Tünde Varga-Atkins, eLearning Unit, Centre for Lifelong Learning, University of Liverpool

This focus of this preliminary study is located in continuing professional development of university-based teaching practitioners. The study reports on the design of a prototype tool, an interactive visual network diagram. The purpose of the diagram is to enhance the sharing of technology-enhanced learning (TEL) practice between teaching practitioners. It enables them to identify fellow practitioners who use a particular technology in their teaching for problem-solving and sharing TEL practice. Design principles combine two theoretical approaches: Communities of Practice and Social Network Analysis. This paper argues that the complementarity nature (Cummings and van Zee 2005; Wenger, Trayner and de Laat 2011) of the two frameworks can offer good design principles for the prototype diagram to share TEL practice. For a system to identify potential connections made between professionals with the same topic of interest (a particular technology) within a wider domain (teaching practice), concepts from both theories are needed. Such a visual representation would need utilise the concept of nodes and ties from Social Network Analysis, extend domain of interest to represent sub-domains from communities of practice as well as signalling potential connections to be made.

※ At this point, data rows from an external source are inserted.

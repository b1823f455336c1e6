//! Executes `HttpRequest` values against the network.
//!
//! # Design
//! A `Transport` performs one blocking round trip and always returns a
//! response. Connection-level failures become status `0`, the same terminal
//! state the callback sees for any other outcome.

use crate::http::{HttpMethod, HttpRequest, HttpResponse};

pub trait Transport: Send + Sync {
    fn execute(&self, request: &HttpRequest) -> HttpResponse;
}

/// `Transport` backed by a `ureq` agent.
///
/// 4xx/5xx responses are returned as data rather than `Err` so status
/// interpretation stays with the caller.
#[derive(Clone)]
pub struct UreqTransport {
    agent: ureq::Agent,
}

impl Default for UreqTransport {
    fn default() -> Self {
        Self::new()
    }
}

impl UreqTransport {
    pub fn new() -> Self {
        let agent = ureq::Agent::config_builder()
            .http_status_as_error(false)
            .build()
            .new_agent();
        Self { agent }
    }

    fn round_trip(&self, req: &HttpRequest) -> Result<HttpResponse, ureq::Error> {
        let url = req.url.as_str();
        let body = req.body.as_deref().map(str::as_bytes);

        let mut response = match req.method {
            HttpMethod::Get => with_headers(self.agent.get(url), req).call(),
            HttpMethod::Delete => match body {
                Some(bytes) => with_headers(self.agent.delete(url).force_send_body(), req).send(bytes),
                None => with_headers(self.agent.delete(url), req).call(),
            },
            HttpMethod::Post => send_body(with_headers(self.agent.post(url), req), body),
            HttpMethod::Put => send_body(with_headers(self.agent.put(url), req), body),
            HttpMethod::Patch => send_body(with_headers(self.agent.patch(url), req), body),
        }?;

        let status = response.status().as_u16();
        let headers = response
            .headers()
            .iter()
            .filter_map(|(name, value)| {
                value
                    .to_str()
                    .ok()
                    .map(|v| (name.as_str().to_string(), v.to_string()))
            })
            .collect();
        let body = response.body_mut().read_to_string()?;

        Ok(HttpResponse {
            status,
            headers,
            body,
        })
    }
}

fn with_headers<B>(mut builder: ureq::RequestBuilder<B>, req: &HttpRequest) -> ureq::RequestBuilder<B> {
    for (name, value) in &req.headers {
        builder = builder.header(name.as_str(), value.as_str());
    }
    builder
}

fn send_body(
    builder: ureq::RequestBuilder<ureq::typestate::WithBody>,
    body: Option<&[u8]>,
) -> Result<ureq::http::Response<ureq::Body>, ureq::Error> {
    match body {
        Some(bytes) => builder.send(bytes),
        None => builder.send_empty(),
    }
}

impl Transport for UreqTransport {
    fn execute(&self, request: &HttpRequest) -> HttpResponse {
        if request.body.is_some() && request.method == HttpMethod::Get {
            tracing::warn!(url = %request.url, "body dropped from GET request");
        }
        match self.round_trip(request) {
            Ok(response) => response,
            Err(e) => {
                tracing::warn!(method = %request.method, url = %request.url, "transport failure: {e}");
                HttpResponse::transport_failure()
            }
        }
    }
}
use axum::http::{self, Request, StatusCode};
use http_body_util::BodyExt;
use mock_server::{app, app_with, Account};
use serde_json::Value;
use tower::ServiceExt;

const TOKEN: &str = "abc123";

async fn body_json<T: serde::de::DeserializeOwned>(response: axum::response::Response) -> T {
    let bytes = response.into_body().collect().await.unwrap().to_bytes();
    serde_json::from_slice(&bytes).unwrap()
}

async fn body_bytes(response: axum::response::Response) -> bytes::Bytes {
    response.into_body().collect().await.unwrap().to_bytes()
}

fn patch_account(body: &str, header_token: Option<&str>, cookie_token: Option<&str>) -> Request<String> {
    let mut builder = Request::builder()
        .method("PATCH")
        .uri("/api/account")
        .header(http::header::CONTENT_TYPE, "application/json");
    if let Some(token) = header_token {
        builder = builder.header("X-CSRF-Token", token);
    }
    if let Some(token) = cookie_token {
        builder = builder.header(http::header::COOKIE, format!("CSRF-Token={token}"));
    }
    builder.body(body.to_string()).unwrap()
}

fn get_account(token: &str) -> Request<String> {
    Request::builder()
        .uri("/api/account")
        .header("X-CSRF-Token", token)
        .header(http::header::COOKIE, format!("session=1; CSRF-Token={token}"))
        .body(String::new())
        .unwrap()
}

// --- CSRF cookie issuance ---

#[tokio::test]
async fn page_without_cookie_issues_csrf_cookie() {
    let resp = app()
        .oneshot(Request::builder().uri("/account").body(String::new()).unwrap())
        .await
        .unwrap();

    assert_eq!(resp.status(), StatusCode::OK);
    let set_cookie = resp
        .headers()
        .get(http::header::SET_COOKIE)
        .unwrap()
        .to_str()
        .unwrap()
        .to_string();
    assert!(set_cookie.starts_with("CSRF-Token="));
    assert!(set_cookie.ends_with("; Path=/"));

    let content_type = resp.headers().get(http::header::CONTENT_TYPE).unwrap();
    assert!(content_type.to_str().unwrap().starts_with("text/html"));
    let body = body_bytes(resp).await;
    assert!(String::from_utf8_lossy(&body).contains("display-name-input"));
}

#[tokio::test]
async fn existing_cookie_is_not_replaced() {
    let resp = app().oneshot(get_account(TOKEN)).await.unwrap();

    assert_eq!(resp.status(), StatusCode::OK);
    assert!(resp.headers().get(http::header::SET_COOKIE).is_none());
}

// --- CSRF check ---

#[tokio::test]
async fn patch_without_header_is_forbidden() {
    let resp = app()
        .oneshot(patch_account(r#"{"display_name":"Ada"}"#, None, Some(TOKEN)))
        .await
        .unwrap();

    assert_eq!(resp.status(), StatusCode::FORBIDDEN);
    let body: Value = body_json(resp).await;
    assert_eq!(body["error"], "missing CSRF token");
}

#[tokio::test]
async fn patch_with_empty_header_and_no_cookie_is_forbidden() {
    let resp = app()
        .oneshot(patch_account(r#"{"display_name":"Ada"}"#, Some(""), None))
        .await
        .unwrap();

    assert_eq!(resp.status(), StatusCode::FORBIDDEN);
    assert!(resp.headers().get(http::header::SET_COOKIE).is_some());
}

#[tokio::test]
async fn patch_with_mismatched_token_is_forbidden() {
    let resp = app()
        .oneshot(patch_account(r#"{"display_name":"Ada"}"#, Some("other"), Some(TOKEN)))
        .await
        .unwrap();

    assert_eq!(resp.status(), StatusCode::FORBIDDEN);
}

// --- account changes ---

#[tokio::test]
async fn get_account_returns_settings() {
    let account = Account {
        display_name: "Grace".to_string(),
        receive_summary_email: true,
    };
    let resp = app_with(account.clone()).oneshot(get_account(TOKEN)).await.unwrap();

    assert_eq!(resp.status(), StatusCode::OK);
    assert_eq!(
        resp.headers().get(http::header::CONTENT_TYPE).unwrap(),
        "application/json"
    );
    let fetched: Account = body_json(resp).await;
    assert_eq!(fetched, account);
}

#[tokio::test]
async fn empty_display_name_is_rejected() {
    let resp = app()
        .oneshot(patch_account(r#"{"display_name":""}"#, Some(TOKEN), Some(TOKEN)))
        .await
        .unwrap();

    assert_eq!(resp.status(), StatusCode::BAD_REQUEST);
    let body: Value = body_json(resp).await;
    assert_eq!(body["errors"]["display_name"][0], "This field is required.");
}

#[tokio::test]
async fn empty_change_is_rejected() {
    let resp = app()
        .oneshot(patch_account("{}", Some(TOKEN), Some(TOKEN)))
        .await
        .unwrap();

    assert_eq!(resp.status(), StatusCode::BAD_REQUEST);
}

#[tokio::test]
async fn malformed_json_is_rejected() {
    let resp = app()
        .oneshot(patch_account(r#"{"receive_summary_email":"yes"}"#, Some(TOKEN), Some(TOKEN)))
        .await
        .unwrap();

    assert!(resp.status().is_client_error());
}

// --- full settings flow ---

#[tokio::test]
async fn change_settings_lifecycle() {
    use tower::Service;

    let mut app = app().into_service();

    // display name
    let resp = ServiceExt::ready(&mut app)
        .await
        .unwrap()
        .call(patch_account(r#"{"display_name":"Ada"}"#, Some(TOKEN), Some(TOKEN)))
        .await
        .unwrap();
    assert_eq!(resp.status(), StatusCode::OK);
    let body: Value = body_json(resp).await;
    assert_eq!(body, serde_json::json!({}));

    // summary email opt-in
    let resp = ServiceExt::ready(&mut app)
        .await
        .unwrap()
        .call(patch_account(r#"{"receive_summary_email":true}"#, Some(TOKEN), Some(TOKEN)))
        .await
        .unwrap();
    assert_eq!(resp.status(), StatusCode::OK);

    // both changes visible
    let resp = ServiceExt::ready(&mut app)
        .await
        .unwrap()
        .call(get_account(TOKEN))
        .await
        .unwrap();
    assert_eq!(resp.status(), StatusCode::OK);
    let account: Account = body_json(resp).await;
    assert_eq!(account.display_name, "Ada");
    assert!(account.receive_summary_email);

    // rejected change leaves state alone
    let resp = ServiceExt::ready(&mut app)
        .await
        .unwrap()
        .call(patch_account(r#"{"display_name":"  "}"#, Some(TOKEN), Some(TOKEN)))
        .await
        .unwrap();
    assert_eq!(resp.status(), StatusCode::BAD_REQUEST);

    let resp = ServiceExt::ready(&mut app)
        .await
        .unwrap()
        .call(get_account(TOKEN))
        .await
        .unwrap();
    let account: Account = body_json(resp).await;
    assert_eq!(account.display_name, "Ada");
}

#[tokio::test]
async fn account_page_escapes_display_name() {
    let account = Account {
        display_name: r#""><script>alert(1)</script>"#.to_string(),
        receive_summary_email: false,
    };
    let resp = app_with(account)
        .oneshot(Request::builder().uri("/account").body(String::new()).unwrap())
        .await
        .unwrap();

    assert_eq!(resp.status(), StatusCode::OK);
    let html = String::from_utf8(body_bytes(resp).await.to_vec()).unwrap();
    assert!(!html.contains("<script>"));
    assert!(html.contains(
        r#"value="&quot;&gt;&lt;script&gt;alert(1)&lt;/script&gt;""#
    ));
}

Findings of the preliminary stage of design-based research methodology included the potential usefulness of the prototype to identify peers' help for solving a problem, getting ideas on how people use a particular technology, sharing teaching practice and also practical tips for introducing the technology to students. Procedures to be supported included populating the diagram with data, maintaining the currency of data, user interactions such as viewing the visualisation, selecting relevant nodes/links, contacting selected contacts or downloading/exporting data. Another key feature of the diagram should be to visualise the potential value of future links to be made for the user. Participants also reported challenges of such a visual prototype. Firstly, whether practitioners would actually contact those whom they do not yet know and secondly, how would practitioners become aware of the diagram's existence? The paper concludes with implications to theory and practice, pointing towards the strength of combining two theoretical approaches, Social Network Analysis or Communities of Practice, in exploring the informal sharing of practice in organisations.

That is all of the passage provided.